Freeman Dyson's example of an unprovable truth

Freeman Dyson has claimed that

$$\nexists m,n \operatorname{Reversed}(2^n) = m ^ 5 $$

(where $\operatorname{Reversed}(l)$ just is the reverse of the digits of $l$ in base 10), is probably an example of an unprovable truth (source), and that even if it's not, there are many similar statements, some of which will be unprovable. As a heuristic argument, he says that a proof would have to rely on some pattern in the digits of powers of two, but those seem to be random.

Is this heuristic argument reasonable? I was surprised because I had thought that a search for undecidable arithmetic statements in Peano Arithmetic (let alone ZFC or something stronger) was rather challenging. But maybe that's only for (a) provably unprovable statements or (b) interesting statements. I'd tend to assume Dyson knows what he's talking about here, but am still curious.


Solution 1:

There are many quotes from Dyson's paper/book in this note by Calude: Dyson Statements that Are Likely to Be True but Unprovable

In the end (looking at the quotes in that note), Dyson's argument seems to be: because the identity in question seems to be very "likely" to be true, it must be true. Of course that is not a very strong argument, even for a heuristic one. There are many true statements in mathematics that nevertheless would be extremely "unlikely". In other words, looking at the negations of these "unlikely" but true statements, there are many false statements in mathematics that would nevertheless be extremely "likely" in a naive sense. (For the moment we will assume the claims about "likelihood" and probabilities are correct; that is a separate problem I will discuss below).

For example, the probability that $e^{\pi i} = -1$ is zero, because the set of all $x$ with $x = -1$ has measure zero. Nevertheless $e^{\pi i}$ does equal $-1$.

The main issue is that there is a difference between "we don't understand the pattern" and "the pattern is random". There are occasionally heuristic arguments that use probabilistic methods in a compelling way, but based on the quotes I have seen Dyson's argument is not particularly compelling.

There are two other issues:

  1. Dyson is using the word "random" in an unusual way. In the normal sense of probability, the probability that an $(n+1)$-digit natural number ends with $n$ zeros goes to zero very quickly as $n$ increases, but $10^n$ does always end with $n$ zeros. It may be that Dyson clarifies this in his actual book, I don't know. But the precise definition of "random" needs to be clarified to make the argument sensible.

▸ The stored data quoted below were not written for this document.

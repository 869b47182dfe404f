// AlMumin - Quran Reader Core
// Copyright (C) 2025 AlMumin contributors
//
// This program is free software: you can redistribute it and/or modify
// it under the terms of the GNU General Public License as published by
// the Free Software Foundation, either version 3 of the License, or
// (at your option) any later version.
//
// This program is distributed in the hope that it will be useful,
// but WITHOUT ANY WARRANTY; without even the implied warranty of
// MERCHANTABILITY or FITNESS FOR A PARTICULAR PURPOSE. See the
// GNU General Public License for more details.
//
// You should have received a copy of the GNU General Public License
// along with this program. If not, see <https://www.gnu.org/licenses/>.


//! Application store: the three persisted keys behind one backend

use crate::error::Result;
use crate::storage::backend::{FileBackend, MemoryBackend, StorageBackend};
use crate::storage::models::{Bookmark, Bookmarks, LastRead, Settings};
use crate::storage::persisted::{Persisted, StoreEvent};
use std::path::Path;
use std::sync::Arc;
use tokio::sync::broadcast;

pub const SETTINGS_KEY: &str = "settings";
pub const BOOKMARKS_KEY: &str = "bookmarks";
pub const LAST_READ_KEY: &str = "lastRead";

/// Capacity of the change-notification channel
const EVENT_CAPACITY: usize = 64;

/// Settings, bookmarks and reading position, persisted client-side
///
/// Cloning is cheap and clones share the backend and event channel.
#[derive(Debug, Clone)]
pub struct Store {
    inner: Arc<StoreInner>,
}

#[derive(Debug)]
struct StoreInner {
    settings: Persisted<Settings>,
    bookmarks: Persisted<Bookmarks>,
    last_read: Persisted<Option<LastRead>>,
    events: broadcast::Sender<StoreEvent>,
}

impl Store {
    pub fn new(backend: Arc<dyn StorageBackend>) -> Self {
        let (events, _) = broadcast::channel(EVENT_CAPACITY);
        let inner = StoreInner {
            settings: Persisted::new(backend.clone(), SETTINGS_KEY, Settings::default(), events.clone()),
            bookmarks: Persisted::new(backend.clone(), BOOKMARKS_KEY, Bookmarks::new(), events.clone()),
            last_read: Persisted::new(backend, LAST_READ_KEY, None, events.clone()),
            events,
        };
        Self { inner: Arc::new(inner) }
    }

    /// Store backed by JSON files in `dir`
    pub fn open(dir: impl AsRef<Path>) -> Result<Self> {
        let backend = FileBackend::new(dir.as_ref())?;
        Ok(Self::new(Arc::new(backend)))
    }

    /// Store that lives only as long as the process
    pub fn in_memory() -> Self {
        Self::new(Arc::new(MemoryBackend::new()))
    }

    /// Change notifications for every key
    pub fn subscribe(&self) -> broadcast::Receiver<StoreEvent> {
        self.inner.events.subscribe()
    }

    // ===== Settings =====

    pub fn settings(&self) -> Settings {
        self.inner.settings.get()
    }

    pub fn set_settings(&self, settings: &Settings) -> Result<()> {
        self.inner.settings.set(settings)
    }

    pub fn update_settings<R>(&self, f: impl FnOnce(&mut Settings) -> R) -> Result<R> {
        self.inner.settings.update(f)
    }

    // ===== Bookmarks =====

    pub fn bookmarks(&self) -> Bookmarks {
        self.inner.bookmarks.get()
    }

    pub fn is_bookmarked(&self, surah: u32, ayah: u32) -> bool {
        self.bookmarks().contains(surah, ayah)
    }

    /// Add or remove by (chapter, verse); returns whether it is now bookmarked
    pub fn toggle_bookmark(&self, bookmark: Bookmark) -> Result<bool> {
        self.inner.bookmarks.update(|list| list.toggle(bookmark))
    }

    /// Returns `true` if a bookmark was removed
    pub fn remove_bookmark(&self, surah: u32, ayah: u32) -> Result<bool> {
        self.inner.bookmarks.update(|list| list.remove(surah, ayah))
    }

    pub fn clear_bookmarks(&self) -> Result<()> {
        self.inner.bookmarks.set(&Bookmarks::new())
    }

    // ===== Reading position =====

    pub fn last_read(&self) -> Option<LastRead> {
        self.inner.last_read.get()
    }

    pub fn set_last_read(&self, last_read: LastRead) -> Result<()> {
        self.inner.last_read.set(&Some(last_read))
    }

    pub fn clear_last_read(&self) -> Result<()> {
        self.inner.last_read.clear()
    }
}

#[cfg(test)]
mod tests {
    use super::*;
    use crate::storage::models::{FontSize, Theme};

    fn bookmark(surah: u32, ayah: u32) -> Bookmark {
        Bookmark {
            surah_number: surah,
            surah_name: "Al-Baqara".to_string(),
            ayah_number: ayah,
            text: "ٱللَّهُ لَآ إِلَٰهَ إِلَّا هُوَ".to_string(),
            translation: "God - there is no deity save Him".to_string(),
        }
    }

    #[test]
    fn test_defaults_on_first_load() {
        let store = Store::in_memory();
        assert_eq!(store.settings(), Settings::default());
        assert!(store.bookmarks().is_empty());
        assert_eq!(store.last_read(), None);
    }

    #[test]
    fn test_settings_update() {
        let store = Store::in_memory();
        store
            .update_settings(|s| {
                s.font_size = FontSize::Large;
                s.theme = Theme::Light;
            })
            .unwrap();
        let settings = store.settings();
        assert_eq!(settings.font_size, FontSize::Large);
        assert_eq!(settings.theme, Theme::Light);
        assert_eq!(settings.translation, "en.asad");
    }

    #[test]
    fn test_bookmark_toggle_and_remove() {
        let store = Store::in_memory();
        assert!(store.toggle_bookmark(bookmark(2, 255)).unwrap());
        assert!(store.is_bookmarked(2, 255));
        assert!(!store.toggle_bookmark(bookmark(2, 255)).unwrap());
        assert!(!store.is_bookmarked(2, 255));

        store.toggle_bookmark(bookmark(2, 1)).unwrap();
        assert!(store.remove_bookmark(2, 1).unwrap());
        assert!(!store.remove_bookmark(2, 1).unwrap());
    }

    #[test]
    fn test_events_carry_key() {
        let store = Store::in_memory();
        let mut rx = store.subscribe();

        store.toggle_bookmark(bookmark(1, 1)).unwrap();
        store.set_last_read(LastRead::now(1, 1, "Al-Faatiha")).unwrap();
        store.clear_bookmarks().unwrap();

        assert_eq!(rx.try_recv().unwrap().key, BOOKMARKS_KEY);
        assert_eq!(rx.try_recv().unwrap().key, LAST_READ_KEY);
        assert_eq!(rx.try_recv().unwrap().key, BOOKMARKS_KEY);
        assert!(rx.try_recv().is_err());
    }

    #[test]
    fn test_clones_share_state() {
        let store = Store::in_memory();
        let other = store.clone();
        other.set_last_read(LastRead::now(36, 1, "Yaseen")).unwrap();
        assert_eq!(store.last_read().unwrap().surah_name, "Yaseen");
        store.clear_last_read().unwrap();
        assert_eq!(other.last_read(), None);
    }
}
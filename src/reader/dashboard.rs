// AlMumin - Quran Reader Core
// Copyright (C) 2025 AlMumin contributors
//
// This program is free software: you can redistribute it and/or modify
// it under the terms of the GNU General Public License as published by
// the Free Software Foundation, either version 3 of the License, or
// (at your option) any later version.
//
// This program is distributed in the hope that it will be useful,
// but WITHOUT ANY WARRANTY; without even the implied warranty of
// MERCHANTABILITY or FITNESS FOR A PARTICULAR PURPOSE. See the
// GNU General Public License for more details.
//
// You should have received a copy of the GNU General Public License
// along with this program. If not, see <https://www.gnu.org/licenses/>.


//! Landing view: the "continue reading" card

use crate::reader::router::Route;
use crate::storage::models::LastRead;
use crate::storage::store::Store;
use chrono::{DateTime, Utc};

#[derive(Debug, Clone, PartialEq, Eq)]
pub struct ContinueReading {
    pub surah_number: u32,
    pub surah_name: String,
    pub ayah_number: u32,
    pub read_at: Option<DateTime<Utc>>,
    pub route: Route,
}

impl From<&LastRead> for ContinueReading {
    fn from(last: &LastRead) -> Self {
        Self {
            surah_number: last.surah_number,
            surah_name: last.surah_name.clone(),
            ayah_number: last.ayah_number,
            read_at: last.read_at(),
            route: Route::chapter(last.surah_number),
        }
    }
}

#[derive(Debug, Clone, PartialEq, Eq, Default)]
pub struct Dashboard {
    /// Absent until a chapter has been opened
    pub continue_reading: Option<ContinueReading>,
}

impl Dashboard {
    pub fn load(store: &Store) -> Self {
        Self {
            continue_reading: store.last_read().as_ref().map(ContinueReading::from),
        }
    }
}

#[cfg(test)]
mod tests {
    use super::*;

    #[test]
    fn test_empty_store_has_no_card() {
        assert_eq!(Dashboard::load(&Store::in_memory()), Dashboard::default());
    }

    #[test]
    fn test_card_routes_to_last_chapter() {
        let store = Store::in_memory();
        store.set_last_read(LastRead::now(18, 1, "Al-Kahf")).unwrap();

        let card = Dashboard::load(&store).continue_reading.unwrap();
        assert_eq!(card.surah_name, "Al-Kahf");
        assert_eq!(card.ayah_number, 1);
        assert_eq!(card.route, Route::ChapterDetail(18));
        assert!(card.read_at.is_some());
    }
}
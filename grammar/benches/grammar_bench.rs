//! Benchmarks for matcher derivations.

use criterion::{BenchmarkId, Criterion, black_box, criterion_group, criterion_main};
use querygram_grammar::{Dictionary, MatchOptions, Matcher, tokenize};

/// Dictionary of `size` keys, one to four tokens long.
fn generate_dict(size: usize) -> Dictionary {
    (0..size)
        .map(|i| {
            let words = (0..=i % 4)
                .map(|j| format!("w{}", (i + j) % size))
                .collect::<Vec<_>>();
            (words.join(" "), vec![i as u64])
        })
        .collect()
}

fn generate_query(len: usize, size: usize) -> Vec<String> {
    (0..len).map(|i| format!("w{}", (i * 7) % size)).collect()
}

fn bench_dict_needle(c: &mut Criterion) {
    let mut group = c.benchmark_group("dict_needle");

    for size in [100, 1000, 10000].iter() {
        let dict = generate_dict(*size);
        let query = generate_query(16, *size);
        let unbounded = Matcher::full_text(vec![
            Matcher::dict(dict.clone(), 1, MatchOptions::new()),
            Matcher::words(query.clone(), MatchOptions::new()),
        ]);
        let bounded = Matcher::full_text(vec![
            Matcher::dict(dict, 1, MatchOptions::new().with_calculate_needle_length()),
            Matcher::words(query.clone(), MatchOptions::new()),
        ]);

        group.bench_with_input(BenchmarkId::new("full_length", size), size, |b, _| {
            b.iter(|| black_box(unbounded.derive(query.clone())));
        });
        group.bench_with_input(BenchmarkId::new("bounded", size), size, |b, _| {
            b.iter(|| black_box(bounded.derive(query.clone())));
        });
    }

    group.finish();
}

fn bench_any_order(c: &mut Criterion) {
    let mut group = c.benchmark_group("any_order_dict");

    for len in [4, 16, 64].iter() {
        let dict = generate_dict(1000);
        let matcher = Matcher::any_order_dict(dict, 1, MatchOptions::new());
        let query = generate_query(*len, 1000);

        group.bench_with_input(BenchmarkId::new("query_len", len), len, |b, _| {
            b.iter(|| black_box(matcher.derive(query.clone())));
        });
    }

    group.finish();
}

fn bench_realty_query(c: &mut Criterion) {
    let rooms: Dictionary = [
        ("1к".to_string(), vec![1]),
        ("2к".to_string(), vec![2]),
        ("2 или 3 комнатная".to_string(), vec![2, 3]),
    ]
    .into();
    let single = |key: &str, attr: u64| {
        Matcher::any_order_dict([(key.to_string(), vec![attr])].into(), attr, MatchOptions::new())
    };
    let rent = Matcher::try_all(vec![single("снять", 1), single("посуточно", 2)]);
    let root = Matcher::full_text(vec![
        Matcher::once(rent),
        Matcher::once(Matcher::any_order_dict(rooms, 10, MatchOptions::new())),
        Matcher::words(["квартиру", "у моря"], MatchOptions::new()),
    ]);
    let query = tokenize(
        "снять 2 или 3 комнатная квартиру посуточно у моря",
    );

    c.bench_function("realty_query", |b| {
        b.iter(|| black_box(root.derive(query.clone())));
    });
}

criterion_group!(benches, bench_dict_needle, bench_any_order, bench_realty_query);
criterion_main!(benches);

  2. Calude quotes Dyson as saying "Any proof of the statement would have to be based on some non-random property of the digits." In fact, if we had a clear definition of the notion of "random" involved (see above), then we might be able to use the very fact that the sequence is random to prove things about it. In other words we might be able to use an assumption that the identity does not hold to show that the sequence would not possess the appropriate form of randomness. This is not entirely hypothetical: in the study of Martin-Lof randomness, it is common to use the assumption that a sequence is Martin-Lof random as a hypothesis to prove facts about the sequence. In general, hypothetical arguments that claim "any possible proof" would have to take a very specific form tend not to be compelling.